Like a novice painter studying the old masters, Smith also absorbed every scrap of Ali tape and film to better mimic the champ's lightning moves, glittering vanities, and streams of verbal alchemy. This worked out. To hear the young, beefed-up Smith reproduce the Louisville Lip's cunning purr -- "I am a baaad man!" -- and to watch him dance over the canvas en route to stunning the fearsome Sonny Liston, is to be once again immersed in the Ali magic.
After looking bad in two recent bouts (Wild Wild West and The Legend of Bagger Vance), Smith has found his best form. This film gives the Fresh Prince new dramatic weight and stature. If not before, he's a real actor now. Unfortunately, he doesn't get a lot of help from his corner, which is to say the horde of writers who pieced together the Ali script. Since 1994, the story has passed from Gregory Allen Howard (Remember the Titans) to Stephen J. Rivele and Christopher Wilkinson (who wrote Nixon with Oliver Stone), then to Eric Roth and Mann (who cowrote The Insider). Not surprisingly, this screenplay-by-committee lacks verve and focus: It gives us the thrill of Ali's punch but shorts us on the art of his life. Instead, we get the usual tour, 1964-1974: Brash young Cassius Clay from Louisville wins title, hooks up with Nation of Islam, sacrifices prime years of career for political beliefs, then stages greatest boxing comeback of them all by working his daring rope-a-dope ploy against mighty George Foreman.
We also get glimpses of his women and fleeting hints of what he meant to the world: the adulation of African kids in Kinshasa, the love he evinced from American blacks, his soaring charisma, the way he took an entire sport on his back, maybe even an entire people. But not even Smith's best efforts get to the bottom of Ali's hungers, his restlessness, or, most vitally, his burning urge for self-determination.

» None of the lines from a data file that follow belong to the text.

#[cfg(test)]
mod tests {
    use super::*;
    use stratum_ir::{tags, DataType};

    fn options() -> ScheduleOptions {
        ScheduleOptions {
            reqs: tags(["main"]),
            mem_loc: Location::new("CACHE"),
            mem_kib: 1024,
            alignment: 16,
            xfer_loc: Location::new("DMA"),
        }
    }

    fn ram_ref(dir: RefDir, name: &str, elems: u64) -> Refinement {
        Refinement {
            dir,
            from: if dir == RefDir::None { String::new() } else { name.to_string() },
            into: name.to_string(),
            access: vec![Affine::zero()],
            interior_shape: TensorShape::simple(DataType::F32, &[elems]),
            location: Location::new("RAM"),
            ..Refinement::default()
        }
    }

    /// program { main #main { child(i1 in, o1 out) } }
    fn small_program(elems: u64) -> Block {
        let mut child = Block::new("child");
        child.refs.push(ram_ref(RefDir::In, "i1", elems));
        child.refs.push(ram_ref(RefDir::Out, "o1", elems));

        let mut main = Block::new("main");
        main.tags = tags(["main"]);
        main.refs.push(ram_ref(RefDir::In, "i1", elems));
        main.refs.push(ram_ref(RefDir::Out, "o1", elems));
        main.stmts.push(Statement::from(child));

        let mut root = Block::new("program");
        root.refs.push(ram_ref(RefDir::None, "i1", elems));
        root.refs.push(ram_ref(RefDir::None, "o1", elems));
        root.stmts.push(Statement::from(main));
        root
    }

    #[test]
    fn leaf_block_is_untouched() {
        let mut root = small_program(16);
        // Empty the main block: no children means nothing to schedule.
        root.sub_block_mut(0).unwrap().stmts.clear();
        let before = root.clone();
        schedule_pass(&mut root, &options()).unwrap();
        assert_eq!(root, before);
    }

    #[test]
    fn twins_and_transfers_are_created() {
        let mut root = small_program(16);
        schedule_pass(&mut root, &options()).unwrap();
        let main = root.sub_block(0).unwrap();

        let i1_twin = main.ref_by_into("i1^0").unwrap();
        assert_eq!(i1_twin.dir, RefDir::None);
        assert_eq!(i1_twin.location.name, "CACHE");
        let o1_twin = main.ref_by_into("o1^0").unwrap();
        assert_eq!(o1_twin.offset, 0);
        assert_eq!(i1_twin.offset, 64);

        // swap_in, child, swap_out.
        assert_eq!(main.stmts.len(), 3);
        assert_eq!(main.sub_block(0).unwrap().name, "swap_in_i1^0");
        let child = main.sub_block(1).unwrap();
        assert_eq!(child.refs[0].from, "i1^0");
        assert_eq!(child.refs[0].location.name, "CACHE");
        assert_eq!(child.refs[1].from, "o1^0");
        assert_eq!(child.deps, vec![0]);
        let swap_out = main.sub_block(2).unwrap();
        assert_eq!(swap_out.name, "swap_out_o1^0");
        assert_eq!(swap_out.location.name, "DMA");
        assert_eq!(swap_out.deps, vec![1]);
        assert_eq!(swap_out.refs[0].from, "o1^0");
        assert_eq!(swap_out.refs[1].from, "o1");
    }

    #[test]
    fn offsets_respect_alignment() {
        let mut root = small_program(3); // 12 bytes, below the 16-byte alignment
        schedule_pass(&mut root, &options()).unwrap();
        let main = root.sub_block(0).unwrap();
        let i1_twin = main.ref_by_into("i1^0").unwrap();
        assert_eq!(i1_twin.offset % 16, 0);
        assert_eq!(i1_twin.offset, 16);
    }

    #[test]
    fn capacity_exhaustion_is_fatal() {
        let mut root = small_program(1024); // 4 KiB each
        let mut opts = options();
        opts.mem_kib = 4; // room for one twin, not two
        let err = schedule_pass(&mut root, &opts).unwrap_err();
        match err {
            CodegenError::CapacityExceeded { block, needed, capacity, .. } => {
                assert_eq!(block, "main");
                assert!(needed > capacity);
            }
            other => panic!("expected capacity error, got {other}"),
        }
    }

    #[test]
    fn inout_buffer_gets_both_transfers() {
        let mut child = Block::new("child");
        child.refs.push(ram_ref(RefDir::InOut, "acc", 16));
        let mut main = Block::new("main");
        main.tags = tags(["main"]);
        main.refs.push(ram_ref(RefDir::InOut, "acc", 16));
        main.stmts.push(Statement::from(child));
        let mut root = Block::new("program");
        root.refs.push(ram_ref(RefDir::None, "acc", 16));
        root.stmts.push(Statement::from(main));

        schedule_pass(&mut root, &options()).unwrap();
        let main = root.sub_block(0).unwrap();

        // A read-modify-write needs its initial contents loaded, then the
        // result flushed back.
        assert_eq!(main.stmts.len(), 3);
        assert_eq!(main.sub_block(0).unwrap().name, "swap_in_acc^0");
        assert_eq!(main.sub_block(1).unwrap().deps, vec![0]);
        assert_eq!(main.sub_block(2).unwrap().name, "swap_out_acc^0");
        assert_eq!(main.sub_block(2).unwrap().deps, vec![1]);
    }

    #[test]
    fn scratchpad_resident_buffers_are_skipped() {
        let mut root = small_program(16);
        // The alias map resolves locations at the allocation site.
        root.ref_by_into_mut("i1").unwrap().location = Location::new("CACHE");
        schedule_pass(&mut root, &options()).unwrap();
        let main = root.sub_block(0).unwrap();
        assert!(main.ref_by_into("i1^0").is_err());
        assert!(main.ref_by_into("o1^0").is_ok());
    }
}
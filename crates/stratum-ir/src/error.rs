//! Error types for the Stratum IR.

/// Errors that can occur when constructing, evaluating, or decoding IR.
#[derive(Debug, thiserror::Error)]
pub enum IrError {
    /// An affine expression referenced an index absent from the environment.
    #[error("unbound index '{name}' while evaluating affine expression")]
    UnboundIndex { name: String },

    /// A block has no refinement with the requested `into` name.
    #[error("block '{block}' has no refinement named '{name}'")]
    MissingRefinement { block: String, name: String },

    /// A block has no refinement borrowing the requested `from` name.
    #[error("block '{block}' has no refinement from '{name}'")]
    MissingRefinementFrom { block: String, name: String },

    /// A serialized enum value is out of range.
    #[error("invalid {what} value {value} in serialized IR")]
    InvalidEnum { what: &'static str, value: i32 },

    /// A serialized message is missing a required field.
    #[error("missing {field} in serialized {message}")]
    MissingField {
        message: &'static str,
        field: &'static str,
    },
}
//! The pass driver: runs a configured pipeline over a block tree.

use std::fs;
use std::path::PathBuf;

use stratum_ir::{proto as ir_proto, Block, Location, RefDir, Tags};

use crate::cache::{cache_pass, CacheOptions};
use crate::deps::compute_deps_pass;
use crate::error::CodegenError;
use crate::locate::{
    locate_block_pass, locate_inner_block_pass, locate_memory_pass, LocateOptions,
};
use crate::localize::localize_pass;
use crate::proto;
use crate::prune::{prune_idxs_pass, prune_refs_pass};
use crate::schedule::{schedule_pass, ScheduleOptions};

/// Driver knobs that are not part of the pass pipeline itself.
#[derive(Clone, Debug, Default)]
pub struct OptimizeOptions {
    /// Write the textual IR to `dbg_dir` after every pass.
    pub dump_passes: bool,
    pub dbg_dir: PathBuf,
}

fn dump_program(
    block: &Block,
    options: &OptimizeOptions,
    name: &str,
    counter: usize,
) -> Result<(), CodegenError> {
    if options.dump_passes {
        fs::create_dir_all(&options.dbg_dir)?;
        let path = options.dbg_dir.join(format!("{counter:02}_{name}.txt"));
        fs::write(path, block.to_string())?;
    }
    Ok(())
}

fn reqs_from(reqs: &[String]) -> Tags {
    reqs.iter().cloned().collect()
}

fn location_from(
    loc: Option<&proto::Location>,
    pass: &str,
    field: &str,
) -> Result<Location, CodegenError> {
    if loc.is_none() {
        return Err(CodegenError::InvalidOptions {
            name: pass.to_string(),
            reason: format!("missing {field}"),
        });
    }
    Ok(ir_proto::location_from_proto(loc))
}

fn dir_from(value: i32, pass: &str) -> Result<RefDir, CodegenError> {
    Ok(match value {
        ir_proto::ref_dir::NONE => RefDir::None,
        ir_proto::ref_dir::IN => RefDir::In,
        ir_proto::ref_dir::OUT => RefDir::Out,
        ir_proto::ref_dir::INOUT => RefDir::InOut,
        other => {
            return Err(CodegenError::InvalidOptions {
                name: pass.to_string(),
                reason: format!("invalid dir value {other}"),
            })
        }
    })
}

fn run_pass(block: &mut Block, pass: &proto::Pass) -> Result<(), CodegenError> {
    let kind = pass.kind.as_ref().ok_or_else(|| CodegenError::UnknownPass {
        name: pass.name.clone(),
    })?;
    match kind {
        proto::pass::Kind::Cache(opts) => {
            let dirs = opts
                .dirs
                .iter()
                .map(|&d| dir_from(d, &pass.name))
                .collect::<Result<Vec<_>, _>>()?;
            cache_pass(
                block,
                &CacheOptions {
                    reqs: reqs_from(&opts.reqs),
                    dirs,
                    mem_loc: location_from(opts.mem_loc.as_ref(), &pass.name, "mem_loc")?,
                    xfer_loc: location_from(opts.xfer_loc.as_ref(), &pass.name, "xfer_loc")?,
                },
            )
        }
        proto::pass::Kind::Schedule(opts) => schedule_pass(
            block,
            &ScheduleOptions {
                reqs: reqs_from(&opts.reqs),
                mem_loc: location_from(opts.mem_loc.as_ref(), &pass.name, "mem_loc")?,
                mem_kib: opts.mem_kib,
                alignment: opts.alignment,
                xfer_loc: location_from(opts.xfer_loc.as_ref(), &pass.name, "xfer_loc")?,
            },
        ),
        proto::pass::Kind::ComputeDeps(opts) => {
            compute_deps_pass(block, &reqs_from(&opts.reqs))
        }
        proto::pass::Kind::Localize(opts) => localize_pass(block, &reqs_from(&opts.reqs)),
        proto::pass::Kind::LocateBlock(opts) => locate_block_pass(
            block,
            &LocateOptions {
                reqs: reqs_from(&opts.reqs),
                loc: location_from(opts.loc.as_ref(), &pass.name, "loc")?,
            },
        ),
        proto::pass::Kind::LocateInnerBlock(opts) => locate_inner_block_pass(
            block,
            &LocateOptions {
                reqs: reqs_from(&opts.reqs),
                loc: location_from(opts.loc.as_ref(), &pass.name, "loc")?,
            },
        ),
        proto::pass::Kind::LocateMemory(opts) => locate_memory_pass(
            block,
            &LocateOptions {
                reqs: reqs_from(&opts.reqs),
                loc: location_from(opts.loc.as_ref(), &pass.name, "loc")?,
            },
        ),
        proto::pass::Kind::PruneIdxs(opts) => prune_idxs_pass(block, &reqs_from(&opts.reqs)),
        proto::pass::Kind::PruneRefs(opts) => prune_refs_pass(block, &reqs_from(&opts.reqs)),
    }
}

/// Runs the configured pipeline over `block`, mutating it in place.
///
/// Each pass observes the IR as left by its predecessors; the first error
/// stops the pipeline.
pub fn optimize(
    block: &mut Block,
    config: &proto::Config,
    options: &OptimizeOptions,
) -> Result<(), CodegenError> {
    let mut counter = 0usize;
    dump_program(block, options, "initial", counter)?;
    counter += 1;
    for pass in &config.passes {
        log::info!("optimization pass {}", pass.name);
        run_pass(block, pass)?;
        dump_program(block, options, &pass.name, counter)?;
        counter += 1;
    }
    Ok(())
}
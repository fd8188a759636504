use std::path::PathBuf;
use std::process::ExitCode;

use clap::Parser;
use miette::{Context, IntoDiagnostic};
use prost::Message;

use stratum_codegen::{optimize, proto as cfg_proto, OptimizeOptions};
use stratum_ir::proto as ir_proto;

/// Stratum block-IR optimizer for memory-hierarchical accelerators
#[derive(Parser)]
#[command(version, about)]
struct Cli {
    /// Input program (binary protobuf Block)
    input: PathBuf,

    /// Pass pipeline (binary protobuf Config); empty pipeline if omitted
    #[arg(short, long)]
    config: Option<PathBuf>,

    /// Output path for the optimized program (default: stdout as text IR)
    #[arg(short, long)]
    output: Option<PathBuf>,

    /// Dump the textual IR after every pass
    #[arg(long)]
    dump_passes: bool,

    /// Directory for per-pass dumps
    #[arg(long, default_value = "stratum_dbg")]
    dbg_dir: PathBuf,

    /// Print the textual IR to stderr after optimization
    #[arg(long)]
    emit_ir: bool,
}

fn main() -> ExitCode {
    match run() {
        Ok(()) => ExitCode::SUCCESS,
        Err(err) => {
            eprintln!("Error: {err:?}");
            ExitCode::FAILURE
        }
    }
}

fn run() -> miette::Result<()> {
    env_logger::try_init().ok();

    let cli = Cli::parse();

    // 1. Decode the input program.
    let bytes = std::fs::read(&cli.input)
        .into_diagnostic()
        .wrap_err_with(|| format!("failed to read {}", cli.input.display()))?;
    let message = ir_proto::Block::decode(bytes.as_slice())
        .into_diagnostic()
        .wrap_err("failed to decode program")?;
    let mut program = ir_proto::block_from_proto(&message)
        .into_diagnostic()
        .wrap_err("malformed program")?;

    // 2. Decode the pass pipeline.
    let config = match &cli.config {
        Some(path) => {
            let bytes = std::fs::read(path)
                .into_diagnostic()
                .wrap_err_with(|| format!("failed to read {}", path.display()))?;
            cfg_proto::Config::decode(bytes.as_slice())
                .into_diagnostic()
                .wrap_err("failed to decode pass configuration")?
        }
        None => cfg_proto::Config::default(),
    };

    // 3. Run the pipeline.
    let options = OptimizeOptions {
        dump_passes: cli.dump_passes,
        dbg_dir: cli.dbg_dir.clone(),
    };
    optimize(&mut program, &config, &options)
        .into_diagnostic()
        .wrap_err("optimization failed")?;

    if cli.emit_ir {
        eprintln!("{program}");
    }

    // 4. Emit the result.
    match &cli.output {
        Some(path) => {
            let encoded = ir_proto::block_to_proto(&program).encode_to_vec();
            std::fs::write(path, encoded)
                .into_diagnostic()
                .wrap_err_with(|| format!("failed to write {}", path.display()))?;
        }
        None => print!("{program}"),
    }
    Ok(())
}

For a clearer sense of all that, watch the 1996 documentary When We Were Kings, read David Remnick's exemplary Ali biography, King of the World, or dig up a copy of Norman Mailer's The Fight, with its visions of the Ali ego communing with the spirits of Africa.
As always, Mann gives us telling details -- the way a trainer tapes a hand, Foreman's sledgehammer blows to the heavy bag, the dispossessed Ali glumly watching the 1968 Olympics on TV in a gas station -- and the confidants and hangers-on are uniformly vivid. As Drew "Bundini" Brown, Ali's resident witch doctor, nag, and inspiration, Jamie Foxx provides the right touch of street sass, and Jon Voight's scarily authentic, heavy-lidded Howard Cosell reminds us, in no uncertain terms, of his complex role as Ali's defender and media foil. The fighter's wives, played by Jada Pinkett Smith, Nona Gaye, and Michael Michele, are sketchy at best (Mann's strength has never been female characters), but Ron Silver (as gritty Angelo Dundee) and Mario Van Peebles (Malcolm X) create gems in limited screen time.
Ali bristles with fight-night thrills. The "Rumble in the Jungle" finale against Foreman is, well, a knockout, if a bit long in coming. The film also enjoys the endorsement of "The Champ" himself, who has understandably disowned 1977's dreary swing-and-a-miss at his life, The Greatest. But Muhammad Ali's spirit, his life force, is not quite present here, despite Smith's astonishing mimicry and Mann's considerable perspiration. In the end, the greatest athlete of the 20th Century and one of its most magnetic personages remains a mystery, as all gods must.